Siete mitos de la lactancia materna que debes dejar atrás

Cuando nace un bebé lo mejor es que sea alimentado solamente con leche materna. Existen muchos beneficios para la salud del recién nacido si se le amamanta, lo que además genera un vínculo especial con la madre.
A pesar de ello, existen muchas personas que piensan que amamantar a sus bebés puede traer perjuicios a su salud o estilo de vida. Incluso, se han generado varios mitos e ideas erróneas alrededor de esta práctica. A continuación una lista de creencias falsas sobre la lactancia materna.
La madre debe tener una dieta especial para amamantar
La calidad y cantidad de la leche materna no dependen del régimen alimenticio de la madre, siempre y cuando este sea saludable y balanceado. No es necesario ingerir mayores cantidades de leche u otros alimentos para que la lactancia sea mejor, por lo que solo es necesario tener una dieta sana y equilibrada.
La forma de los senos afecta la lactancia
No hay ninguna razón para pensar que la forma de los senos de una mujer tienen influencia en su capacidad para amamantar. Ni el tamaño ni otras características afectan la cantidad o calidad de la leche que puede producir para su bebé.
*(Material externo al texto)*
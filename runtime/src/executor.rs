//! Execution core: one fresh context per request.
//!
//! Validates the request, arms a gas meter, wires the host bindings to
//! the secret store / RNG / audit log, runs the sandbox, maps the outcome
//! onto the canonical error kinds, and writes the metrics or failure
//! record before the response is released.

use serde::{Deserialize, Serialize};
use std::collections::BTreeSet;
use std::sync::atomic::{AtomicBool, AtomicU64, Ordering};
use std::sync::{Arc, Mutex};
use std::time::{Duration, Instant, SystemTime, UNIX_EPOCH};

use ed25519_dalek::{Signature, Signer, SigningKey, Verifier, VerifyingKey};
use tracing::{debug, warn};
use zeroize::Zeroizing;

use sealvm_quickjs_sandbox::{
    HostCallError, HostCalls, RunLimits, RunState, Sandbox, SandboxReport, WatchSignal, Watchdog,
};

use crate::config::GasConfig;
use crate::error::ErrorKind;
use crate::gas::{GasCosts, GasMeter};
use crate::metrics::MetricsWriter;
use crate::secrets::SecretManager;
use crate::storage::StorageEngine;
use crate::tee::{TeeContext, TeeMode};

/// Hard request-boundary limits.
pub const MAX_CODE_BYTES: usize = 1024 * 1024;
pub const MIN_WALL_MS: u64 = 100;
pub const MAX_WALL_MS: u64 = 300_000;

const MAX_RANDOM_BYTES: u32 = 64 * 1024;
const MAX_AUDIT_LINES: usize = 10_000;

fn default_true() -> bool {
    true
}

/// One execution request, as handed over by the outer boundary.
#[derive(Debug, Clone, Serialize, Deserialize)]
pub struct ExecutionRequest {
    pub function_id: String,
    pub user_id: String,
    /// UTF-8 JavaScript source, at most 1 MiB. Must define `main(input)`.
    pub code: String,
    #[serde(default)]
    pub input: serde_json::Value,
    #[serde(default)]
    pub secret_names: BTreeSet<String>,
    pub gas_limit: u64,
    pub max_wall_ms: u64,
    #[serde(default = "default_true")]
    pub enable_metrics: bool,
    #[serde(default)]
    pub enable_profiling: bool,
    /// Caller-chosen id for cancellation; generated when absent.
    #[serde(default, skip_serializing_if = "Option::is_none")]
    pub execution_id: Option<String>,
}
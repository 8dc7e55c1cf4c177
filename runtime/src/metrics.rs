//! Append-only metrics and audit records.
//!
//! Success records land under `metrics/<fn>/<user>/<id>`, failures under
//! `failures/<fn>/<user>/<id>`, audit entries (script log lines, code
//! digests, integrity alerts) under `audit/<fn>/<user>/<id>`. All records
//! go through the storage engine, so they share its encryption, and
//! through one writer, so ids are totally ordered. A record is flushed
//! durable before the caller releases its response.

use serde::Serialize;
use std::sync::atomic::{AtomicU64, Ordering};
use std::sync::{Arc, Mutex};
use std::time::{SystemTime, UNIX_EPOCH};

use tracing::debug;

use crate::error::{ErrorKind, StorageError};
use crate::storage::StorageEngine;

#[derive(Debug, Serialize)]
struct SuccessRecord<'a> {
    function_id: &'a str,
    user_id: &'a str,
    gas_used: u64,
    wall_ms: u64,
    timestamp: u64,
}

#[derive(Debug, Serialize)]
struct FailureRecord<'a> {
    function_id: &'a str,
    user_id: &'a str,
    error_kind: ErrorKind,
    message: &'a str,
    gas_used_at_fail: u64,
    wall_ms: u64,
    timestamp: u64,
}

#[derive(Debug, Serialize)]
struct AuditRecord<'a> {
    function_id: &'a str,
    user_id: &'a str,
    code_digest: &'a str,
    logs: &'a [String],
    timestamp: u64,
}

pub struct MetricsWriter {
    engine: Arc<StorageEngine>,
    counter: AtomicU64,
    /// Serializes record emission so id order equals commit order.
    writer: Mutex<()>,
}

impl MetricsWriter {
    pub fn new(engine: Arc<StorageEngine>) -> Self {
        Self {
            engine,
            counter: AtomicU64::new(0),
            writer: Mutex::new(()),
        }
    }

    fn now_ms() -> u64 {
        SystemTime::now()
            .duration_since(UNIX_EPOCH)
            .map(|d| d.as_millis() as u64)
            .unwrap_or(0)
    }

    /// Monotone record id: start wall-time plus a process counter for
    /// tie-breaking.
    fn next_id(&self, start_ms: u64) -> String {
        let seq = self.counter.fetch_add(1, Ordering::AcqRel);
        format!("{start_ms:013}-{seq:06}")
    }

    fn write_durable(&self, key: &str, record: &[u8]) -> Result<(), StorageError> {
        let _guard = self.writer.lock().unwrap();
        self.engine.put(key, record)?;
        self.engine.flush()?;
        debug!(key, "record written");
        Ok(())
    }

    pub fn record_success(
        &self,
        function_id: &str,
        user_id: &str,
        gas_used: u64,
        wall_ms: u64,
        start_ms: u64,
    ) -> Result<(), StorageError> {
        let record = SuccessRecord {
            function_id,
            user_id,
            gas_used,
            wall_ms,
            timestamp: Self::now_ms(),
        };
        let key = format!("metrics/{function_id}/{user_id}/{}", self.next_id(start_ms));
        let bytes = serde_json::to_vec(&record)
            .map_err(|e| StorageError::Io(format!("encode record: {e}")))?;
        self.write_durable(&key, &bytes)
    }

    #[allow(clippy::too_many_arguments)]
    pub fn record_failure(
        &self,
        function_id: &str,
        user_id: &str,
        error_kind: ErrorKind,
        message: &str,
        gas_used_at_fail: u64,
        wall_ms: u64,
        start_ms: u64,
    ) -> Result<(), StorageError> {
        let record = FailureRecord {
            function_id,
            user_id,
            error_kind,
            message,
            gas_used_at_fail,
            wall_ms,
            timestamp: Self::now_ms(),
        };
        let key = format!("failures/{function_id}/{user_id}/{}", self.next_id(start_ms));
        let bytes = serde_json::to_vec(&record)
            .map_err(|e| StorageError::Io(format!("encode record: {e}")))?;
        self.write_durable(&key, &bytes)
    }

    /// Append an audit entry: the executed code digest plus any script
    /// log lines.
    pub fn append_audit(
        &self,
        function_id: &str,
        user_id: &str,
        code_digest: &str,
        logs: &[String],
        start_ms: u64,
    ) -> Result<(), StorageError> {
        let record = AuditRecord {
            function_id,
            user_id,
            code_digest,
            logs,
            timestamp: Self::now_ms(),
        };
        let key = format!("audit/{function_id}/{user_id}/{}", self.next_id(start_ms));
        let bytes = serde_json::to_vec(&record)
            .map_err(|e| StorageError::Io(format!("encode record: {e}")))?;
        self.write_durable(&key, &bytes)
    }

    /// Surface storage keys that failed integrity checks repeatedly.
    pub fn report_integrity_alerts(&self, keys: &[String]) -> Result<(), StorageError> {
        if keys.is_empty() {
            return Ok(());
        }
        let start_ms = Self::now_ms();
        let lines: Vec<String> = keys
            .iter()
            .map(|k| format!("repeated integrity failures on {k}"))
            .collect();
        self.append_audit("storage", "system", "", &lines, start_ms)
    }
}

#[cfg(test)]
mod tests {
    use super::*;
    use crate::config::StorageConfig;
    use crate::device::MemKvDevice;

    fn writer() -> (Arc<StorageEngine>, MetricsWriter) {
        let engine = Arc::new(
            StorageEngine::open(
                Arc::new(MemKvDevice::new()),
                Some(&[1u8; 32]),
                StorageConfig {
                    enable_auto_flush: false,
                    ..StorageConfig::default()
                },
            )
            .unwrap(),
        );
        (engine.clone(), MetricsWriter::new(engine))
    }

    #[test]
    fn success_records_land_under_metrics() {
        let (engine, metrics) = writer();
        metrics
            .record_success("fn1", "u1", 1234, 56, 1_700_000_000_000)
            .unwrap();
        let keys = engine.list("metrics/fn1/u1/").unwrap();
        assert_eq!(keys.len(), 1);
        let record: serde_json::Value =
            serde_json::from_slice(&engine.get(&keys[0]).unwrap()).unwrap();
        assert_eq!(record["gas_used"], 1234);
        assert_eq!(record["wall_ms"], 56);
    }

    #[test]
    fn failure_records_carry_the_kind() {
        let (engine, metrics) = writer();
        metrics
            .record_failure(
                "fn1",
                "u1",
                ErrorKind::OutOfGas,
                "out of gas: used 600 of 500",
                600,
                12,
                1_700_000_000_000,
            )
            .unwrap();
        let keys = engine.list("failures/fn1/u1/").unwrap();
        assert_eq!(keys.len(), 1);
        let record: serde_json::Value =
            serde_json::from_slice(&engine.get(&keys[0]).unwrap()).unwrap();
        assert_eq!(record["error_kind"], "OutOfGas");
        assert_eq!(record["gas_used_at_fail"], 600);
    }

    #[test]
    fn ids_are_unique_and_ordered() {
        let (engine, metrics) = writer();
        for _ in 0..5 {
            metrics
                .record_success("f", "u", 1, 1, 1_700_000_000_000)
                .unwrap();
        }
        let mut keys = engine.list("metrics/f/u/").unwrap();
        keys.sort();
        assert_eq!(keys.len(), 5);
        keys.dedup();
        assert_eq!(keys.len(), 5);
    }

    #[test]
    fn audit_records_carry_logs_and_digest() {
        let (engine, metrics) = writer();
        metrics
            .append_audit(
                "f",
                "u",
                "abcd",
                &["line one".to_string(), "line two".to_string()],
                1_700_000_000_000,
            )
            .unwrap();
        let keys = engine.list("audit/f/u/").unwrap();
        let record: serde_json::Value =
            serde_json::from_slice(&engine.get(&keys[0]).unwrap()).unwrap();
        assert_eq!(record["code_digest"], "abcd");
        assert_eq!(record["logs"].as_array().unwrap().len(), 2);
    }
}
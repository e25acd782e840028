//! 데이터 Provider 모듈.
//!
//! ## 한국거래소(KRX)
//! - `KrxMarketDataProvider`: KRX 정보데이터시스템 (data.krx.co.kr)
//! - 시장별 상장 종목 목록, 단축코드 기준 종목명 조회

pub mod krx;

use async_trait::async_trait;

use crate::{Market, Result};

pub use krx::KrxMarketDataProvider;

/// 시장 데이터 Provider trait.
///
/// 수집기는 이 trait만을 통해 외부 데이터 소스에 접근합니다.
/// 연결, 인증, 재시도는 구현체의 몫이 아니며 수집기도 관여하지 않습니다.
#[async_trait]
pub trait MarketDataProvider: Send + Sync {
    /// Provider 이름.
    fn name(&self) -> &str;

    /// 시장에 상장된 종목 코드 목록 (Provider가 반환한 순서 그대로).
    async fn list_tickers(&self, market: Market) -> Result<Vec<String>>;

    /// 종목 코드로 현재 종목명 조회.
    async fn ticker_name(&self, ticker: &str) -> Result<String>;
}
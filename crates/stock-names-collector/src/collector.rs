//! 종목명 수집 실행기.
//!
//! 한 번의 실행은 다음 순서를 따릅니다:
//! KOSPI 조회 → KOSPI 종목명 → KOSDAQ 조회 → KOSDAQ 종목명 → 병합 → CSV 저장 → 파일 확인.
//! 종목 목록 조회, 저장 단계의 오류는 실행 전체를 중단시킵니다.

use std::path::{Path, PathBuf};

use chrono::NaiveDate;
use stock_names_data::{Market, MarketDataProvider};
use tracing::Instrument;

use crate::modules::{aggregate, collect_market, csv_export, MarketCollection};
use crate::{CollectionStats, ResolveFailure, Result};

/// 수집 완료 메시지
pub const COMPLETION_MESSAGE: &str = "데이터 수집 완료";

/// 수집 실행 결과.
#[derive(Debug, Clone)]
pub struct CollectionReport {
    /// 수집 기준일
    pub date: NaiveDate,
    /// 저장된 CSV 경로
    pub path: PathBuf,
    /// 시장별 통계 (수집 순서)
    pub stats: Vec<(Market, CollectionStats)>,
    /// 종목명 조회 실패 목록
    pub failures: Vec<ResolveFailure>,
    /// 저장된 레코드 수
    pub total_records: usize,
    /// 저장 후 확인한 파일 크기 (bytes)
    pub file_size: Option<u64>,
    pub message: String,
}

/// 종목명 수집기.
pub struct Collector {
    provider: Box<dyn MarketDataProvider>,
}

impl Collector {
    pub fn new(provider: Box<dyn MarketDataProvider>) -> Self {
        Self { provider }
    }

    /// 수집 실행.
    ///
    /// `date`는 실행 시작 시점의 날짜로, 파일명에 그대로 사용됩니다.
    /// 실행 중 로그는 모두 `collection_run` span 아래에 기록됩니다.
    pub async fn run(&self, date: NaiveDate, output_dir: &Path) -> Result<CollectionReport> {
        let span = tracing::info_span!(
            "collection_run",
            provider = self.provider.name(),
            date = %date.format("%Y%m%d")
        );

        async {
            self.run_stages(date, output_dir)
                .await
                .inspect_err(|e| tracing::error!(error = %e, "프로세스 실행 중 오류 발생: {}", e))
        }
        .instrument(span)
        .await
    }

    async fn run_stages(&self, date: NaiveDate, output_dir: &Path) -> Result<CollectionReport> {
        tracing::info!("종목명 수집 프로세스 시작");
        tracing::info!("수집 날짜: {}", date.format("%Y%m%d"));

        let mut collections: Vec<MarketCollection> = Vec::with_capacity(Market::ALL.len());
        for market in Market::ALL {
            let collection = collect_market(self.provider.as_ref(), market).await?;
            tracing::info!(
                market = %market,
                count = collection.records.len(),
                "{} 종목 {}개 수집 완료",
                market,
                collection.records.len()
            );
            collection.stats.log_summary(market.as_str());
            collections.push(collection);
        }

        let records = aggregate(&collections);
        tracing::info!(count = records.len(), "전체 {}개 종목 데이터 생성 완료", records.len());

        let failures: Vec<ResolveFailure> = collections
            .iter()
            .flat_map(|c| c.failures.iter().cloned())
            .collect();
        if !failures.is_empty() {
            let tickers: Vec<&str> = failures.iter().map(|f| f.ticker.as_str()).collect();
            tracing::warn!(
                count = failures.len(),
                "종목명 조회 실패 {}개: {}",
                failures.len(),
                tickers.join(",")
            );
        }

        let path = csv_export::output_path(output_dir, date);
        csv_export::write_records(&path, &records)?;
        tracing::info!("데이터 저장 완료: {}", path.display());

        let file_size = csv_export::file_size(&path);
        if let Some(size) = file_size {
            tracing::info!("저장된 파일 크기: {:.2}KB", size as f64 / 1024.0);
        }

        Ok(CollectionReport {
            date,
            path,
            stats: collections
                .into_iter()
                .map(|c| (c.market, c.stats))
                .collect(),
            failures,
            total_records: records.len(),
            file_size,
            message: COMPLETION_MESSAGE.to_string(),
        })
    }
}
//! 데이터 모듈 오류 타입.

use thiserror::Error;

/// 데이터 관련 오류.
#[derive(Debug, Error)]
pub enum DataError {
    /// HTTP 전송 오류
    #[error("HTTP error: {0}")]
    Http(#[from] reqwest::Error),

    /// 데이터 가져오기 오류 (외부 소스 응답 이상)
    #[error("Fetch error: {0}")]
    FetchError(String),

    /// 파싱 오류
    #[error("Parse error: {0}")]
    ParseError(String),

    /// 종목을 찾을 수 없음
    #[error("Not found: {0}")]
    NotFound(String),

    /// 설정 오류
    #[error("Configuration error: {0}")]
    ConfigError(String),
}

pub type Result<T> = std::result::Result<T, DataError>;
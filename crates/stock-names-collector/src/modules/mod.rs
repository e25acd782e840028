//! 데이터 수집 모듈.

pub mod csv_export;
pub mod market_collect;

pub use csv_export::{output_file_name, output_path, read_records, write_records};
pub use market_collect::{aggregate, collect_market, progress_step, MarketCollection};
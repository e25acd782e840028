//! 시장별 종목명 수집 모듈.

use std::time::Instant;

use stock_names_data::{Market, MarketDataProvider};

use crate::{CollectionStats, ResolveFailure, Result, StockRecord};

/// 한 시장의 수집 결과.
#[derive(Debug, Clone)]
pub struct MarketCollection {
    pub market: Market,
    /// Provider가 반환한 종목 수
    pub ticker_count: usize,
    /// 종목명 조회에 성공한 레코드 (조회 순서 유지)
    pub records: Vec<StockRecord>,
    /// 종목명 조회에 실패한 종목
    pub failures: Vec<ResolveFailure>,
    pub stats: CollectionStats,
}

/// 진행률 로그 간격 (전체의 10% 단위, 최소 1).
pub fn progress_step(total: usize) -> usize {
    (total / 10).max(1)
}

/// 지정된 시장의 종목 정보를 수집.
///
/// 종목 목록 조회 실패는 그대로 반환합니다. 개별 종목명 조회 실패는
/// 로그를 남기고 `failures`에 기록한 뒤 다음 종목으로 넘어갑니다.
pub async fn collect_market(
    provider: &dyn MarketDataProvider,
    market: Market,
) -> Result<MarketCollection> {
    let start = Instant::now();
    let mut stats = CollectionStats::new();

    tracing::info!(market = %market, "{} 시장 종목 수집 시작", market);

    let tickers = provider.list_tickers(market).await?;
    let total = tickers.len();
    stats.total = total;

    tracing::info!(market = %market, count = total, "{} 시장 총 {}개 종목 발견", market, total);

    let step = progress_step(total);
    let mut records = Vec::with_capacity(total);
    let mut failures = Vec::new();

    for (idx, ticker) in tickers.into_iter().enumerate() {
        let idx = idx + 1;

        match provider.ticker_name(&ticker).await {
            Ok(name) => {
                records.push(StockRecord::new(ticker, name, market));
                stats.success += 1;

                if idx % step == 0 {
                    let progress = (idx as f64 / total as f64) * 100.0;
                    tracing::info!(market = %market, "{} 시장 {:.1}% 완료", market, progress);
                }
            }
            Err(e) => {
                tracing::error!(
                    market = %market,
                    ticker = %ticker,
                    error = %e,
                    "종목 {} 처리 중 오류 발생: {}",
                    ticker,
                    e
                );
                stats.errors += 1;
                failures.push(ResolveFailure {
                    market,
                    ticker,
                    reason: e.to_string(),
                });
            }
        }
    }

    stats.elapsed = start.elapsed();

    Ok(MarketCollection {
        market,
        ticker_count: total,
        records,
        failures,
        stats,
    })
}

/// 시장별 결과를 수집 순서대로 이어 붙임.
pub fn aggregate(collections: &[MarketCollection]) -> Vec<StockRecord> {
    collections
        .iter()
        .flat_map(|c| c.records.iter().cloned())
        .collect()
}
Dar leche materna al bebé provoca que no duerma bien
Es normal que los bebés se despierten y lloren durante las noches. El llanto es la forma que tienen para expresarse y comunicarse, además que sus horarios de sueño no están bien definidos como ocurre con los adultos. Amamantar a un bebé no determina su descanso nocturno.

El parto por cesárea evita que una madre pueda amamantar
Así sea por parto natural o por cesárea, la capacidad de una madre para poder ofrecer leche a su bebé es la misma. Incluso, puede comenzar a dar pecho a su bebé la madre que recién lo tuvo por cesárea, teniendo en cuenta que se encuentre en buenas condiciones y que la anestesia haya terminado su efecto.
Una madre puede heredar a su hija la baja producción de leche
Si una mujer presenta dificultades para amamantar a su bebé debido a la cantidad de leche que produce, es necesario que acuda a atención médica. Esta situación no se puede heredar, así que una hija no tendrá este problema necesariamente si la madre lo tuvo.
Amamantar a un bebé provoca que los senos se caigan y deformen
El cambio en la apariencia de los senos depende de la edad, factores genéticos y otros elementos. Amamantar no es una razón para que los senos se caigan o cambien de forma, así que si ocurre es a causa de otras razones.

El bebé debe tomar leche de ambos enos cada vez que se le amamante
Lo mejor es que cada que se le dé leche materna al bebé este termine primero por un pecho antes de pasar al otro. De esta forma, se asegura que la alimentación sea completa, ya que así se equilibra el contenido calórico de la leche.
La lactancia materna es sumamente importante para el desarrollo temprano de un bebé. Si bien pueden presentarse situaciones incómodas, como dolor o agrietamiento, lo mejor para la salud del menor es que su único alimento durante sus primeros meses de vida sea la leche materna.
Para cualquier situación o duda mayor es mejor consultar a un especialista médico. Sin embargo, a pesar de lo que se diga, los beneficios de la amamantar superan por mucho los riesgos, los cuales, como se muestra arriba, frecuentemente carecen de fundamento.